§ **INSTRUCTIONS TO FOLLOW**
Each line of the data holding "ConvertError" should be found and copied.

Stored data entries
=== Begin Enclosure ===
use thiserror::Error;

use crate::ai::{AiError, FlowError};
use crate::config::ConfigError;
use crate::converter::ConvertError;
use crate::csv_json::CsvJsonError;
use crate::notes::NotesError;
use crate::storage::StorageError;
use crate::units::UnitError;

/// Any failure a tool can report
#[derive(Debug, Error)]
pub enum Error {
    #[error(transparent)]
    Units(#[from] UnitError),

    #[error("{0}")]
    Password(String),

    #[error(transparent)]
    CsvJson(#[from] CsvJsonError),

    #[error(transparent)]
    Convert(#[from] ConvertError),

    #[error(transparent)]
    Notes(#[from] NotesError),

    #[error(transparent)]
    Storage(#[from] StorageError),

    #[error(transparent)]
    Ai(#[from] AiError),

    #[error(transparent)]
    Flow(#[from] FlowError),

    #[error(transparent)]
    Config(#[from] ConfigError),

    #[error("I/O error: {0}")]
    Io(#[from] std::io::Error),

    /// A name or key given on the command line matched nothing
    #[error("{0}")]
    Usage(String),
}

pub type Result<T, E = Error> = std::result::Result<T, E>;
=== End Enclosure ===
§ **ANSWER TO THIS PROBLEM**
use crate::converter::ConvertError;
    Convert(#[from] ConvertError),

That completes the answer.